> **DATA RECORDS**
↓

use std::collections::VecDeque;
use tokio::sync::{mpsc, watch};
use tokio::task::JoinHandle;
use tokio::time::Instant;
use tracing::{debug, error, info, warn};

use super::capability::{RecognitionEvent, RecognitionOptions, SpeechCapability, SpeechRecognizer};
use super::debounce::{ControlCommand, Debouncer};
use super::machine::{SpeechEffect, SpeechMachine, SpeechSettings, SpeechStatus, StopReason, Utterance};
use crate::error::SpeechErrorKind;

/// Transcript-side output of the controller
#[derive(Debug, Clone, PartialEq)]
pub enum SpeechUpdate {
    /// Interim text, always reported regardless of confidence
    Interim { transcript: String, confidence: f32 },
    /// Committed utterance that passed the confidence filter
    Final(Utterance),
    /// Listening ended (explicit stop or a timer)
    Ended(StopReason),
}

/// Receiving ends of a controller's output channels.
///
/// Errors are kept apart from transcripts so that consumers can handle them
/// independently.
pub struct SpeechChannels {
    pub updates: mpsc::UnboundedReceiver<SpeechUpdate>,
    pub errors: mpsc::UnboundedReceiver<SpeechErrorKind>,
}

/// Handle to the speech capture task for one client
pub struct SpeechController {
    commands: mpsc::UnboundedSender<ControlCommand>,
    status: watch::Receiver<SpeechStatus>,
    task: JoinHandle<()>,
}

impl SpeechController {
    pub fn spawn(capability: SpeechCapability, settings: SpeechSettings) -> (Self, SpeechChannels) {
        let (commands_tx, commands_rx) = mpsc::unbounded_channel();
        let (updates_tx, updates_rx) = mpsc::unbounded_channel();
        let (errors_tx, errors_rx) = mpsc::unbounded_channel();
        let (status_tx, status_rx) = watch::channel(SpeechStatus::Idle);

        let recognizer = match capability {
            SpeechCapability::Available(recognizer) => {
                info!("Speech capture using {}", recognizer.name());
                Some(recognizer)
            }
            SpeechCapability::Unavailable => {
                warn!("Speech recognition unavailable on this device");
                None
            }
        };

        let driver = Driver {
            machine: SpeechMachine::new(settings.clone(), recognizer.is_some()),
            debouncer: Debouncer::new(settings.start_debounce(), settings.stop_debounce()),
            options: settings.recognition_options(),
            recognizer,
            events: None,
            updates: updates_tx,
            errors: errors_tx,
            status: status_tx,
        };

        let task = tokio::spawn(driver.run(commands_rx));

        (
            Self {
                commands: commands_tx,
                status: status_rx,
                task,
            },
            SpeechChannels {
                updates: updates_rx,
                errors: errors_rx,
            },
        )
    }

    /// Request a start. Rapid start/stop calls collapse to the last one.
    pub fn start(&self) {
        if self.commands.send(ControlCommand::Start).is_err() {
            warn!("Speech controller task has exited");
        }
    }

    pub fn stop(&self) {
        if self.commands.send(ControlCommand::Stop).is_err() {
            warn!("Speech controller task has exited");
        }
    }

    pub fn status(&self) -> SpeechStatus {
        *self.status.borrow()
    }

    pub fn subscribe(&self) -> watch::Receiver<SpeechStatus> {
        self.status.clone()
    }

    /// Stop listening and wait for the task to release the recognizer.
    pub async fn shutdown(self) {
        drop(self.commands);
        if let Err(e) = self.task.await {
            error!("Speech controller task panicked: {}", e);
        }
    }
}

struct Driver {
    machine: SpeechMachine,
    debouncer: Debouncer,
    options: RecognitionOptions,
    recognizer: Option<Box<dyn SpeechRecognizer>>,
    events: Option<mpsc::Receiver<RecognitionEvent>>,
    updates: mpsc::UnboundedSender<SpeechUpdate>,
    errors: mpsc::UnboundedSender<SpeechErrorKind>,
    status: watch::Sender<SpeechStatus>,
}

impl Driver {
    async fn run(mut self, mut commands: mpsc::UnboundedReceiver<ControlCommand>) {
        debug!("Speech controller task started");

        loop {
            let deadline = earliest(self.machine.next_deadline(), self.debouncer.deadline());

            tokio::select! {
                command = commands.recv() => match command {
                    Some(command) => self.debouncer.submit(command, Instant::now()),
                    None => break,
                },
                event = next_event(&mut self.events) => match event {
                    Some(event) => {
                        let effects = self.machine.on_event(event, Instant::now());
                        self.apply(effects).await;
                    }
                    None => {
                        debug!("Recognizer event stream closed");
                        self.events = None;
                    }
                },
                _ = sleep_until(deadline) => {
                    let now = Instant::now();
                    if let Some(command) = self.debouncer.poll(now) {
                        let effects = match command {
                            ControlCommand::Start => self.machine.start(now),
                            ControlCommand::Stop => self.machine.stop(),
                        };
                        self.apply(effects).await;
                    }
                    let effects = self.machine.on_tick(now);
                    self.apply(effects).await;
                }
            }
        }

        let effects = self.machine.stop();
        self.apply(effects).await;
        debug!("Speech controller task stopped");
    }

    async fn apply(&mut self, effects: Vec<SpeechEffect>) {
        let mut queue: VecDeque<SpeechEffect> = effects.into();

        while let Some(effect) = queue.pop_front() {
            match effect {
                SpeechEffect::StartRecognizer => {
                    let Some(recognizer) = self.recognizer.as_mut() else {
                        continue;
                    };
                    match recognizer.start(&self.options).await {
                        Ok(events) => self.events = Some(events),
                        Err(kind) => {
                            self.events = None;
                            queue.extend(
                                self.machine
                                    .on_event(RecognitionEvent::Error(kind), Instant::now()),
                            );
                        }
                    }
                }
                SpeechEffect::StopRecognizer => {
                    if let Some(recognizer) = self.recognizer.as_mut() {
                        recognizer.stop().await;
                    }
                    self.events = None;
                }
                SpeechEffect::Interim {
                    transcript,
                    confidence,
                } => {
                    let _ = self.updates.send(SpeechUpdate::Interim {
                        transcript,
                        confidence,
                    });
                }
                SpeechEffect::Utterance(utterance) => {
                    info!(
                        "Utterance committed ({:.2}): {}",
                        utterance.confidence, utterance.transcript
                    );
                    let _ = self.updates.send(SpeechUpdate::Final(utterance));
                }
                SpeechEffect::Suppressed {
                    transcript,
                    confidence,
                } => {
                    debug!(
                        "Suppressed low-confidence result ({:.2} < {:.2}): {}",
                        confidence,
                        self.machine.settings().confidence_threshold,
                        transcript
                    );
                }
                SpeechEffect::Retrying { attempt, error } => {
                    warn!(
                        "Recoverable speech error ({}), retry {}/{}",
                        error,
                        attempt,
                        self.machine.settings().max_retries
                    );
                }
                SpeechEffect::Failed(kind) => {
                    error!("Speech capture failed: {}", kind);
                    let _ = self.errors.send(kind);
                }
                SpeechEffect::Stopped(reason) => {
                    info!("Speech capture stopped ({:?})", reason);
                    let _ = self.updates.send(SpeechUpdate::Ended(reason));
                }
                SpeechEffect::Completed => {
                    debug!("Single-shot recognition complete");
                }
            }
        }

        self.status.send_replace(self.machine.status());
    }
}

fn earliest(a: Option<Instant>, b: Option<Instant>) -> Option<Instant> {
    match (a, b) {
        (Some(a), Some(b)) => Some(a.min(b)),
        (a, b) => a.or(b),
    }
}

async fn next_event(events: &mut Option<mpsc::Receiver<RecognitionEvent>>) -> Option<RecognitionEvent> {
    match events {
        Some(events) => events.recv().await,
        None => std::future::pending().await,
    }
}

async fn sleep_until(deadline: Option<Instant>) {
    match deadline {
        Some(deadline) => tokio::time::sleep_until(deadline).await,
        None => std::future::pending().await,
    }
}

↑

> **HOW TO COMPLETE THIS TASK**
Exactly as given, repeat every record above.

> **RESPONSE TO THIS EXERCISE**
use std::collections::VecDeque;
use tokio::sync::{mpsc, watch};
use tokio::task::JoinHandle;
use tokio::time::Instant;
use tracing::{debug, error, info, warn};

use super::capability::{RecognitionEvent, RecognitionOptions, SpeechCapability, SpeechRecognizer};
use super::debounce::{ControlCommand, Debouncer};
use super::machine::{SpeechEffect, SpeechMachine, SpeechSettings, SpeechStatus, StopReason, Utterance};
use crate::error::SpeechErrorKind;

/// Transcript-side output of the controller
#[derive(Debug, Clone, PartialEq)]
pub enum SpeechUpdate {
    /// Interim text, always reported regardless of confidence
    Interim { transcript: String, confidence: f32 },
    /// Committed utterance that passed the confidence filter
    Final(Utterance),
    /// Listening ended (explicit stop or a timer)
    Ended(StopReason),
}

/// Receiving ends of a controller's output channels.
///
/// Errors are kept apart from transcripts so that consumers can handle them
/// independently.
pub struct SpeechChannels {
    pub updates: mpsc::UnboundedReceiver<SpeechUpdate>,
    pub errors: mpsc::UnboundedReceiver<SpeechErrorKind>,
}

/// Handle to the speech capture task for one client
pub struct SpeechController {
    commands: mpsc::UnboundedSender<ControlCommand>,
    status: watch::Receiver<SpeechStatus>,
    task: JoinHandle<()>,
}

impl SpeechController {
    pub fn spawn(capability: SpeechCapability, settings: SpeechSettings) -> (Self, SpeechChannels) {
        let (commands_tx, commands_rx) = mpsc::unbounded_channel();
        let (updates_tx, updates_rx) = mpsc::unbounded_channel();
        let (errors_tx, errors_rx) = mpsc::unbounded_channel();
        let (status_tx, status_rx) = watch::channel(SpeechStatus::Idle);

        let recognizer = match capability {
            SpeechCapability::Available(recognizer) => {
                info!("Speech capture using {}", recognizer.name());
                Some(recognizer)
            }
            SpeechCapability::Unavailable => {
                warn!("Speech recognition unavailable on this device");
                None
            }
        };

        let driver = Driver {
            machine: SpeechMachine::new(settings.clone(), recognizer.is_some()),
            debouncer: Debouncer::new(settings.start_debounce(), settings.stop_debounce()),
            options: settings.recognition_options(),
            recognizer,
            events: None,
            updates: updates_tx,
            errors: errors_tx,
            status: status_tx,
        };

        let task = tokio::spawn(driver.run(commands_rx));

        (
            Self {
                commands: commands_tx,
                status: status_rx,
                task,
            },
            SpeechChannels {
                updates: updates_rx,
                errors: errors_rx,
            },
        )
    }

    /// Request a start. Rapid start/stop calls collapse to the last one.
    pub fn start(&self) {
        if self.commands.send(ControlCommand::Start).is_err() {
            warn!("Speech controller task has exited");
        }
    }

    pub fn stop(&self) {
        if self.commands.send(ControlCommand::Stop).is_err() {
            warn!("Speech controller task has exited");
        }
    }

    pub fn status(&self) -> SpeechStatus {
        *self.status.borrow()
    }

    pub fn subscribe(&self) -> watch::Receiver<SpeechStatus> {
        self.status.clone()
    }

    /// Stop listening and wait for the task to release the recognizer.
    pub async fn shutdown(self) {
        drop(self.commands);
        if let Err(e) = self.task.await {
            error!("Speech controller task panicked: {}", e);
        }
    }
}

struct Driver {
    machine: SpeechMachine,
    debouncer: Debouncer,
    options: RecognitionOptions,
    recognizer: Option<Box<dyn SpeechRecognizer>>,
    events: Option<mpsc::Receiver<RecognitionEvent>>,
    updates: mpsc::UnboundedSender<SpeechUpdate>,
    errors: mpsc::UnboundedSender<SpeechErrorKind>,
    status: watch::Sender<SpeechStatus>,
}

impl Driver {
    async fn run(mut self, mut commands: mpsc::UnboundedReceiver<ControlCommand>) {
        debug!("Speech controller task started");

        loop {
            let deadline = earliest(self.machine.next_deadline(), self.debouncer.deadline());

            tokio::select! {
                command = commands.recv() => match command {
                    Some(command) => self.debouncer.submit(command, Instant::now()),
                    None => break,
                },
                event = next_event(&mut self.events) => match event {
                    Some(event) => {
                        let effects = self.machine.on_event(event, Instant::now());
                        self.apply(effects).await;
                    }
                    None => {
                        debug!("Recognizer event stream closed");
                        self.events = None;
                    }
                },
                _ = sleep_until(deadline) => {
                    let now = Instant::now();
                    if let Some(command) = self.debouncer.poll(now) {
                        let effects = match command {
                            ControlCommand::Start => self.machine.start(now),
                            ControlCommand::Stop => self.machine.stop(),
                        };
                        self.apply(effects).await;
                    }
                    let effects = self.machine.on_tick(now);
                    self.apply(effects).await;
                }
            }
        }

        let effects = self.machine.stop();
        self.apply(effects).await;
        debug!("Speech controller task stopped");
    }

    async fn apply(&mut self, effects: Vec<SpeechEffect>) {
        let mut queue: VecDeque<SpeechEffect> = effects.into();

        while let Some(effect) = queue.pop_front() {
            match effect {
                SpeechEffect::StartRecognizer => {
                    let Some(recognizer) = self.recognizer.as_mut() else {
                        continue;
                    };
                    match recognizer.start(&self.options).await {
                        Ok(events) => self.events = Some(events),
                        Err(kind) => {
                            self.events = None;
                            queue.extend(
                                self.machine
                                    .on_event(RecognitionEvent::Error(kind), Instant::now()),
                            );
                        }
                    }
                }
                SpeechEffect::StopRecognizer => {
                    if let Some(recognizer) = self.recognizer.as_mut() {
                        recognizer.stop().await;
                    }
                    self.events = None;
                }
                SpeechEffect::Interim {
                    transcript,
                    confidence,
                } => {
                    let _ = self.updates.send(SpeechUpdate::Interim {
                        transcript,
                        confidence,
                    });
                }
                SpeechEffect::Utterance(utterance) => {
                    info!(
                        "Utterance committed ({:.2}): {}",
                        utterance.confidence, utterance.transcript
                    );
                    let _ = self.updates.send(SpeechUpdate::Final(utterance));
                }
                SpeechEffect::Suppressed {
                    transcript,
                    confidence,
                } => {
                    debug!(
                        "Suppressed low-confidence result ({:.2} < {:.2}): {}",
                        confidence,
                        self.machine.settings().confidence_threshold,
                        transcript
                    );
                }
                SpeechEffect::Retrying { attempt, error } => {
                    warn!(
                        "Recoverable speech error ({}), retry {}/{}",
                        error,
                        attempt,
                        self.machine.settings().max_retries
                    );
                }
                SpeechEffect::Failed(kind) => {
                    error!("Speech capture failed: {}", kind);
                    let _ = self.errors.send(kind);
                }
                SpeechEffect::Stopped(reason) => {
                    info!("Speech capture stopped ({:?})", reason);
                    let _ = self.updates.send(SpeechUpdate::Ended(reason));
                }
                SpeechEffect::Completed => {
                    debug!("Single-shot recognition complete");
                }
            }
        }

        self.status.send_replace(self.machine.status());
    }
}

fn earliest(a: Option<Instant>, b: Option<Instant>) -> Option<Instant> {
    match (a, b) {
        (Some(a), Some(b)) => Some(a.min(b)),
        (a, b) => a.or(b),
    }
}

async fn next_event(events: &mut Option<mpsc::Receiver<RecognitionEvent>>) -> Option<RecognitionEvent> {
    match events {
        Some(events) => events.recv().await,
        None => std::future::pending().await,
    }
}

async fn sleep_until(deadline: Option<Instant>) {
    match deadline {
        Some(deadline) => tokio::time::sleep_until(deadline).await,
        None => std::future::pending().await,
    }
}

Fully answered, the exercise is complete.